How sending cash will be easier, cheaper from July

What you need to know:

  • This will be possible after the roll-out of the first phase of the Tanzania Instant Payment System (Tips). This will enable interoperability of digital financial services among payment service providers to make the transaction cost-effective and secure.

Dar es Salaam. Starting in July, Tanzanians will be able to send money instantly to people in their mobile contact list without having to go through the need to search for their phone numbers.

This will be possible because the Bank of Tanzania (BoT) will be rolling out the first phase of its Tanzania Instant Payment System (Tips) in July.

Tips will enable interoperability of digital financial services amongst payment service providers to make the transaction experience cost effective and secure.

Tips will operate in such a way that all digital payment systems, including mobile money operators (Airtel Money, Tigo, M-Pesa, HaloPesa, Ezy Pesa and T-Pesa) will be under a single platform so much so that anyone wishing to send money will only require to have the name of the person in his/her contact list before sending.

This makes the sending exercise more convenient and less costly.
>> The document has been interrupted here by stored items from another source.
//! facebot - Face-swapping media reposter
//!
//! Crawls the accounts a remote account follows, catalogs their media by
//! face count, and periodically reposts a selected image with faces
//! composited in.
//!
//! # Architecture
//!
//! Three activities share one durable catalog:
//! - the crawler streams media from followed accounts
//! - ingestion counts faces and stores new media as available records
//! - the posting loop picks a record with a weighted-random strategy,
//!   composes and publishes it, then marks it used or rejected
//!
//! # Modules
//!
//! - `adapters`: External system integrations (remote API, face detector, images)
//! - `catalog`: SQLite-backed media catalog and search
//! - `core`: Strategy table, crawler, captions, orchestrator
//! - `domain`: Data structures (MediaItem, CatalogRecord, State)
//! - `cli`: Command-line interface
//!
//! # Usage
//!
//! ```bash
//! # Run the bot
//! FACEBOT_USERNAME=me FACEBOT_PASSWORD=secret facebot run
//!
//! # Post once now
//! facebot post
//!
//! # Inspect the catalog
//! facebot stats --state used
//! ```

pub mod adapters;
pub mod catalog;
pub mod cli;
pub mod config;
pub mod core;
pub mod domain;

// Re-export main types at crate root for convenience
pub use catalog::{CatalogError, CatalogStore};
pub use config::Settings;
pub use core::{Crawler, CrawlerConfig, Orchestrator, Strategy, StrategyTable};
pub use domain::{Account, CatalogRecord, MediaItem, State};
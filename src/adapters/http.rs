//! JSON-over-HTTP remote account client.
//!
//! Every response is wrapped in an envelope whose `status` must be `"ok"`;
//! anything else maps to [`RemoteError::InvalidStatus`] even when the HTTP
//! exchange itself succeeded.

use std::path::Path;
use std::time::Duration;

use async_trait::async_trait;
use reqwest::multipart::{Form, Part};
use serde::de::DeserializeOwned;
use serde::{Deserialize, Serialize};

use super::{RemoteClient, RemoteError, RemoteSession};
use crate::domain::{Account, MediaItem};

/// Response envelope
#[derive(Debug, Deserialize)]
struct Envelope<T> {
    status: String,
    data: Option<T>,
    message: Option<String>,
}

impl<T> Envelope<T> {
    fn into_result(self) -> Result<Option<T>, RemoteError> {
        if self.status != "ok" {
            let detail = match self.message {
                Some(message) => format!("{} ({})", self.status, message),
                None => self.status,
            };
            return Err(RemoteError::InvalidStatus(detail));
        }
        Ok(self.data)
    }
}

#[derive(Debug, Deserialize)]
struct LoginResult {
    token: String,
}

#[derive(Debug, Serialize)]
struct LoginRequest<'a> {
    username: &'a str,
    password: &'a str,
}

/// Configuration for the HTTP remote
#[derive(Debug, Clone, Serialize, Deserialize)]
pub struct HttpRemoteConfig {
    pub base_url: String,
    pub username: String,
    pub password: String,

    /// Per-request timeout in seconds
    #[serde(default = "default_timeout_secs")]
    pub timeout_secs: u64,
}

fn default_timeout_secs() -> u64 {
    30
}

/// Remote account API client
pub struct HttpRemote {
    config: HttpRemoteConfig,
    client: reqwest::Client,
}

impl HttpRemote {
    pub fn new(config: HttpRemoteConfig) -> Result<Self, RemoteError> {
        let client = reqwest::Client::builder()
            .timeout(Duration::from_secs(config.timeout_secs))
            .build()?;
        Ok(Self { config, client })
    }
}

/// Build API URL
fn api_url(base_url: &str, path: &str) -> String {
    format!("{}/{}", base_url.trim_end_matches('/'), path.trim_start_matches('/'))
}

async fn decode<T: DeserializeOwned>(response: reqwest::Response) -> Result<Option<T>, RemoteError> {
    let envelope: Envelope<T> = response
        .json()
        .await
        .map_err(|e| RemoteError::Decode(e.to_string()))?;
    envelope.into_result()
}

#[async_trait]
impl RemoteClient for HttpRemote {
    async fn login(&self) -> Result<Box<dyn RemoteSession>, RemoteError> {
        let response = self
            .client
            .post(api_url(&self.config.base_url, "login"))
            .json(&LoginRequest {
                username: &self.config.username,
                password: &self.config.password,
            })
            .send()
            .await?;

        let login: LoginResult = decode(response)
            .await?
            .ok_or_else(|| RemoteError::Decode("login response without token".to_string()))?;

        Ok(Box::new(HttpSession {
            client: self.client.clone(),
            base_url: self.config.base_url.clone(),
            token: login.token,
        }))
    }
}

/// A logged-in HTTP session
struct HttpSession {
    client: reqwest::Client,
    base_url: String,
    token: String,
}

impl HttpSession {
    async fn get<T: DeserializeOwned>(&self, path: &str) -> Result<T, RemoteError> {
        let response = self
            .client
            .get(api_url(&self.base_url, path))
            .bearer_auth(&self.token)
            .send()
            .await?;
        decode(response)
            .await?
            .ok_or_else(|| RemoteError::Decode(format!("empty response from {}", path)))
    }

    async fn post_empty(&self, path: &str) -> Result<(), RemoteError> {
        let response = self
            .client
            .post(api_url(&self.base_url, path))
            .bearer_auth(&self.token)
            .send()
            .await?;
        decode::<serde_json::Value>(response).await?;
        Ok(())
    }
}

#[async_trait]
impl RemoteSession for HttpSession {
    async fn list_followed_accounts(&self) -> Result<Vec<Account>, RemoteError> {
        self.get("following").await
    }

    async fn list_recent_media(&self, account: &Account) -> Result<Vec<MediaItem>, RemoteError> {
        self.get(&format!("accounts/{}/media", account.id)).await
    }

    async fn list_followers(&self, account: &Account) -> Result<Vec<Account>, RemoteError> {
        self.get(&format!("accounts/{}/followers", account.id)).await
    }

    async fn follow(&self, account_id: &str) -> Result<(), RemoteError> {
        self.post_empty(&format!("accounts/{}/follow", account_id))
            .await
    }

    async fn publish(&self, image_path: &Path, caption: &str) -> Result<(), RemoteError> {
        let file_name = image_path
            .file_name()
            .unwrap_or_default()
            .to_string_lossy()
            .to_string();
        let bytes = tokio::fs::read(image_path).await?;

        let photo = Part::bytes(bytes)
            .file_name(file_name)
            .mime_str("image/jpeg")?;
        let form = Form::new()
            .text("caption", caption.to_string())
            .part("photo", photo);

        let response = self
            .client
            .post(api_url(&self.base_url, "media"))
            .bearer_auth(&self.token)
            .multipart(form)
            .send()
            .await?;
        decode::<serde_json::Value>(response).await?;
        Ok(())
    }

    async fn logout(&self) -> Result<(), RemoteError> {
        self.post_empty("logout").await
    }
}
Currently, when sending money to someone of a different network, one has to go through a number of steps and through different charges as required by each network operator but with the Tips, all will be under a single platform.

Initially, the system was meant to be rolled out in December last year but the BoT’s National Payment System director Bernard Dadi said they decided to upgrade it [the system] by changing its build up.

“The plan was therefore reviewed and now it is expected to be ready for the first phase by the end of July this year,” he said. The first phase will involve person to person and person to business payments.

According to him, after the first phase there will be second, third and finally the fourth phase which will include tax payments as well as bulk payments and the like as per market demands.

The implementation of the system was initially scheduled to start June last year but had been shelved due to challenges brought by the Covid-19 pandemic.

BoT had to dissolve the team that was implementing the project following the Covid-19 pandemic and recruit a new one. Following recruitment of the new team they could no longer launch the system as had earlier been planned in June and instead aimed to launch it at the end of 2020.

The preparations for the use of the system that will operate in card-based payments, mobile banking, e-economy schemes and internet banking, was first put underway in June 2018. It is slated to be rolled over to financial products and service providers.

The system will reduce the need to use cash for assorted transactions in the economy.

As of December, 2020, there were a total of 32.3 million mobile money accounts in Tanzania, according to latest figures by Tanzania Communications Regulatory Authority.

Speaking during a recent meeting between the Parliamentary Committee on Infrastructure and some institutions that fall under his docket, the Minister for Communication and Information Technology, Dr Faustine Ndugulile, said Tanzanians were making a total of 300 million transactions, worth a total of Sh18 trillion via mobile phones per month.

In the process, he said, the government was making Sh80 billion in fees and taxes from the transactions per month.